WORKING DATA Start Marker
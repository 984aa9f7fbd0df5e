use crate::config::{Config, LinkLayer};
use crate::error::Result;
use crate::packet::{LayerId, Node, Packet};
use layerwise_packet::ethernet::EthernetPacket;
use layerwise_packet::icmpv6::IcmpV6Packet;
use layerwise_packet::ipv4::Ipv4Packet;
use layerwise_packet::ipv6::Ipv6Packet;
use layerwise_packet::ipv6_extension::ExtensionHeaderPacket;
use layerwise_packet::tcp::TcpPacket;
use layerwise_packet::udp::UdpPacket;
use layerwise_packet::wake_on_lan::{self, WakeOnLanPacket};
use layerwise_packet::{EtherType, IpProtocol, LayerKind};
use tracing::instrument;

/// The layer kinds dispatched from an `Ethernet II` `EtherType`.
const ETHER_TYPES: [(EtherType, LayerKind); 3] = [
    (EtherType::Ipv4, LayerKind::Ipv4),
    (EtherType::Ipv6, LayerKind::Ipv6),
    (EtherType::WakeOnLan, LayerKind::WakeOnLan),
];

/// The layer kinds dispatched from an `IPv4` protocol number.
const IPV4_PROTOCOLS: &[(IpProtocol, LayerKind)] = &[
    (IpProtocol::Tcp, LayerKind::Tcp),
    (IpProtocol::Udp, LayerKind::Udp),
];

/// The layer kinds dispatched from an `IPv6` upper layer protocol number.
const IPV6_PROTOCOLS: &[(IpProtocol, LayerKind)] = &[
    (IpProtocol::Tcp, LayerKind::Tcp),
    (IpProtocol::Udp, LayerKind::Udp),
    (IpProtocol::IcmpV6, LayerKind::IcmpV6),
];

fn ether_type_kind(ether_type: EtherType) -> Option<LayerKind> {
    ETHER_TYPES
        .iter()
        .find(|(t, _)| *t == ether_type)
        .map(|(_, kind)| *kind)
}

fn ip_protocol_kind(
    table: &[(IpProtocol, LayerKind)],
    protocol: IpProtocol,
) -> Option<LayerKind> {
    table
        .iter()
        .find(|(p, _)| *p == protocol)
        .map(|(_, kind)| *kind)
}

/// What was learnt from dissecting a single layer.
#[derive(Debug)]
struct Dissected {
    /// The length of the layer, header and payload, from the start of the layer.
    length: usize,
    header_len: usize,
    /// The kind of the encapsulated layer, if known.
    next: Next,
}

#[derive(Debug, Eq, PartialEq)]
enum Next {
    /// The payload is parsed by a known layer.
    Layer(LayerKind),
    /// The payload is opaque.
    Raw,
}

/// A layered packet dissector.
///
/// A dissector walks a buffer from the outermost layer inwards, using static dispatch tables to
/// choose the codec of each encapsulated layer. Dissection never modifies the buffer.
///
/// # Examples
///
/// ```
/// # fn main() -> anyhow::Result<()> {
/// use layerwise_core::{Dissector, LinkLayer};
/// use layerwise_packet::LayerKind;
///
/// let buf = hex_literal::hex!(
///     "33 33 00 00 00 02 00 a0 cc d9 41 75 86 dd
///      60 00 00 00 00 10 3a ff fe 80 00 00 00 00 00 00 02 a0 cc ff fe d9 41 75
///      ff 02 00 00 00 00 00 00 00 00 00 00 00 00 00 02
///      85 00 5d 50 00 00 00 00 01 01 00 a0 cc d9 41 75"
/// );
/// let packet = Dissector::default().parse(LinkLayer::Ethernet, &buf[..])?;
/// assert_eq!(
///     vec![LayerKind::Ethernet, LayerKind::Ipv6, LayerKind::IcmpV6, LayerKind::Raw],
///     packet.kinds()
/// );
/// # Ok(())
/// # }
/// ```
///
/// # See Also
///
/// - [`Builder`](crate::Builder) - Build a `Dissector` with a non-default configuration.
#[derive(Debug, Clone, Default)]
pub struct Dissector {
    config: Config,
}

impl Dissector {
    pub(crate) fn new(config: Config) -> Self {
        Self { config }
    }

    #[must_use]
    pub const fn config(&self) -> &Config {
        &self.config
    }

    /// Dissect a buffer captured on a given link layer.
    #[instrument(skip_all, level = "trace")]
    pub fn parse<B: AsRef<[u8]>>(&self, link: LinkLayer, buf: B) -> Result<Packet<B>> {
        let first = link_layer_kind(link, buf.as_ref());
        self.parse_as(first, buf)
    }

    /// Dissect a buffer whose outermost layer is of a given kind.
    #[instrument(skip_all, level = "trace")]
    pub fn parse_as<B: AsRef<[u8]>>(&self, kind: LayerKind, buf: B) -> Result<Packet<B>> {
        let layers = self.dissect(kind, buf.as_ref())?;
        Ok(Packet::from_parts(buf, layers))
    }

    fn dissect(&self, first: LayerKind, bytes: &[u8]) -> Result<Vec<Node>> {
        let mut layers: Vec<Node> = Vec::new();
        let mut next = Some((first, 0..bytes.len()));
        while let Some((kind, available)) = next.take() {
            let start = available.start;
            let dissected = self.dissect_layer(kind, &bytes[available])?;
            let span = start..start + dissected.length;
            let payload = start + dissected.header_len..span.end;
            tracing::trace!(
                ?kind,
                start,
                length = dissected.length,
                header_len = dissected.header_len
            );
            let parent = layers.len().checked_sub(1).map(LayerId);
            layers.push(Node {
                kind,
                span,
                header_len: dissected.header_len,
                parent,
            });
            if !payload.is_empty() {
                next = match dissected.next {
                    Next::Layer(kind) => Some((kind, payload)),
                    Next::Raw => Some((LayerKind::Raw, payload)),
                };
            }
        }
        Ok(layers)
    }

    /// Dissect a single layer laid over `bytes`, which run from the start of the layer to the end
    /// of the enclosing payload.
    fn dissect_layer(&self, kind: LayerKind, bytes: &[u8]) -> Result<Dissected> {
        match kind {
            LayerKind::Ethernet => {
                let ethernet = EthernetPacket::new_view(bytes)?;
                let ether_type = ethernet.get_ether_type();
                let next = ether_type_kind(ether_type).map_or_else(
                    || {
                        tracing::debug!(?ether_type, "unrecognized ether type");
                        Next::Raw
                    },
                    Next::Layer,
                );
                Ok(Dissected {
                    length: bytes.len(),
                    header_len: EthernetPacket::minimum_packet_size(),
                    next,
                })
            }
            LayerKind::Ipv4 => {
                let ipv4 = Ipv4Packet::new_view(bytes)?;
                ipv4.check_lengths()?;
                let next = if ipv4.is_fragment() {
                    tracing::debug!(
                        identification = ipv4.get_identification(),
                        "not dissecting ipv4 fragment"
                    );
                    Next::Raw
                } else {
                    ip_next(IPV4_PROTOCOLS, ipv4.get_protocol())
                };
                Ok(Dissected {
                    length: ipv4.packet_length(),
                    header_len: usize::from(ipv4.get_header_length()) * 4,
                    next,
                })
            }
            LayerKind::Ipv6 => {
                let ipv6 = Ipv6Packet::new_view(bytes)?;
                let chain = ipv6.walk_extension_headers(self.config.max_extension_headers)?;
                let is_fragment = chain.headers().iter().any(|info| {
                    info.kind == IpProtocol::Fragment
                        && ExtensionHeaderPacket::new_view(
                            info.kind,
                            &bytes[info.offset..info.offset + info.length],
                        )
                        .is_ok_and(|fragment| {
                            fragment.get_fragment_offset() != 0 || fragment.get_more_fragments()
                        })
                });
                let next = if is_fragment {
                    tracing::debug!("not dissecting ipv6 fragment");
                    Next::Raw
                } else {
                    ip_next(IPV6_PROTOCOLS, chain.upper_layer_protocol())
                };
                Ok(Dissected {
                    length: ipv6.packet_length(),
                    header_len: chain.upper_layer_offset(),
                    next,
                })
            }
            LayerKind::IcmpV6 => {
                IcmpV6Packet::new_view(bytes)?;
                Ok(Dissected {
                    length: bytes.len(),
                    header_len: IcmpV6Packet::minimum_packet_size(),
                    next: Next::Raw,
                })
            }
            LayerKind::Tcp => {
                let tcp = TcpPacket::new_view(bytes)?;
                tcp.check_header_length()?;
                Ok(Dissected {
                    length: bytes.len(),
                    header_len: tcp.header_length(),
                    next: Next::Raw,
                })
            }
            LayerKind::Udp => {
                let udp = UdpPacket::new_view(bytes)?;
                udp.check_length()?;
                let next = if self
                    .config
                    .wake_on_lan_ports
                    .contains(&udp.get_destination())
                    && wake_on_lan::is_valid_frame(udp.payload())
                {
                    Next::Layer(LayerKind::WakeOnLan)
                } else {
                    Next::Raw
                };
                Ok(Dissected {
                    length: udp.packet_length(),
                    header_len: UdpPacket::minimum_packet_size(),
                    next,
                })
            }
            LayerKind::WakeOnLan => {
                let wol = WakeOnLanPacket::new_view(bytes)?;
                Ok(Dissected {
                    length: bytes.len(),
                    header_len: wol.header_length(),
                    next: Next::Raw,
                })
            }
            LayerKind::Raw => Ok(Dissected {
                length: bytes.len(),
                header_len: bytes.len(),
                next: Next::Raw,
            }),
        }
    }
}

/// The kind of the first layer of a buffer captured on a given link layer.
fn link_layer_kind(link: LinkLayer, bytes: &[u8]) -> LayerKind {
    match link {
        LinkLayer::Ethernet => LayerKind::Ethernet,
        LinkLayer::Ipv4 => LayerKind::Ipv4,
        LinkLayer::Ipv6 => LayerKind::Ipv6,
        LinkLayer::Raw => match bytes.first().map(|b| b >> 4) {
            Some(4) => LayerKind::Ipv4,
            Some(6) => LayerKind::Ipv6,
            version => {
                tracing::debug!(?version, "unrecognized ip version");
                LayerKind::Raw
            }
        },
    }
}

/// The next layer of an `IP` packet carrying `protocol`, looked up in the table of its version.
fn ip_next(table: &[(IpProtocol, LayerKind)], protocol: IpProtocol) -> Next {
    match ip_protocol_kind(table, protocol) {
        Some(kind) => Next::Layer(kind),
        None if protocol == IpProtocol::NoNextHeader => Next::Raw,
        None => {
            tracing::debug!(?protocol, "unrecognized ip protocol");
            Next::Raw
        }
    }
}

/// Dissect a buffer captured on a given link layer with the default configuration.
///
/// # Examples
///
/// ```
/// # fn main() -> anyhow::Result<()> {
/// use layerwise_core::{parse, LinkLayer};
///
/// let packet = parse(LinkLayer::Raw, vec![0x00, 0x01, 0x02])?;
/// assert_eq!(&[0x00, 0x01, 0x02], packet.bytes());
/// # Ok(())
/// # }
/// ```
pub fn parse<B: AsRef<[u8]>>(link: LinkLayer, buf: B) -> Result<Packet<B>> {
    Dissector::default().parse(link, buf)
}
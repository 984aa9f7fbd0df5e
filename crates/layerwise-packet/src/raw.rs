use crate::error::Result;
use crate::view::ByteView;
use crate::{fmt_payload, Layer, LayerKind};
use std::fmt::{Debug, Formatter};

/// Represents an opaque payload.
///
/// Raw payloads hold the bytes which follow the last recognized layer of a packet.
pub struct RawPacket<'a> {
    buf: ByteView<'a>,
}

impl<'a> RawPacket<'a> {
    #[must_use]
    pub fn new(packet: &'a mut [u8]) -> Self {
        Self::from_view(ByteView::new_mut(packet))
    }

    #[must_use]
    pub fn new_view(packet: &'a [u8]) -> Self {
        Self::from_view(ByteView::new(packet))
    }

    #[must_use]
    pub fn from_view(buf: ByteView<'a>) -> Self {
        Self { buf }
    }

    #[must_use]
    pub const fn minimum_packet_size() -> usize {
        0
    }

    #[must_use]
    pub fn len(&self) -> usize {
        self.buf.len()
    }

    #[must_use]
    pub fn is_empty(&self) -> bool {
        self.buf.is_empty()
    }

    pub fn set_payload(&mut self, vals: &[u8]) {
        self.buf.set_slice(0, vals);
    }

    #[must_use]
    pub fn packet(&self) -> &[u8] {
        self.buf.as_slice()
    }

    #[must_use]
    pub fn payload(&self) -> &[u8] {
        self.buf.as_slice()
    }
}

impl<'a> Layer<'a> for RawPacket<'a> {
    const KIND: LayerKind = LayerKind::Raw;

    fn try_from_view(view: ByteView<'a>) -> Result<Self> {
        Ok(Self::from_view(view))
    }
}

impl Debug for RawPacket<'_> {
    fn fmt(&self, f: &mut Formatter<'_>) -> std::fmt::Result {
        f.debug_struct("RawPacket")
            .field("payload", &fmt_payload(self.payload()))
            .finish()
    }
}
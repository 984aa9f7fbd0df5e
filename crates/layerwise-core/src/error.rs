use thiserror::Error;

/// A dissector error result.
pub type Result<T> = std::result::Result<T, Error>;

/// A dissector error.
#[derive(Error, Debug, Eq, PartialEq)]
pub enum Error {
    #[error("invalid packet: {0}")]
    PacketError(#[from] layerwise_packet::error::Error),
    #[error("unsupported link layer type: {0}")]
    UnsupportedLinkLayer(u32),
    #[error("invalid config: {0}")]
    BadConfig(String),
    #[error("invalid layering: {0}")]
    InvalidLayering(String),
}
WORKING DATA End Marker
■ TRY IT
Nothing but the lines from the start of the data above through the line with "use layerwise_packet::ipv6::Ipv6Packet;" should appear in your answer, copied exactly.

■ THE COMPLETED TASK
repository 984aa9f7fbd0df5e
use crate::config::{Config, LinkLayer};
use crate::error::Result;
use crate::packet::{LayerId, Node, Packet};
use layerwise_packet::ethernet::EthernetPacket;
use layerwise_packet::icmpv6::IcmpV6Packet;
use layerwise_packet::ipv4::Ipv4Packet;
use layerwise_packet::ipv6::Ipv6Packet;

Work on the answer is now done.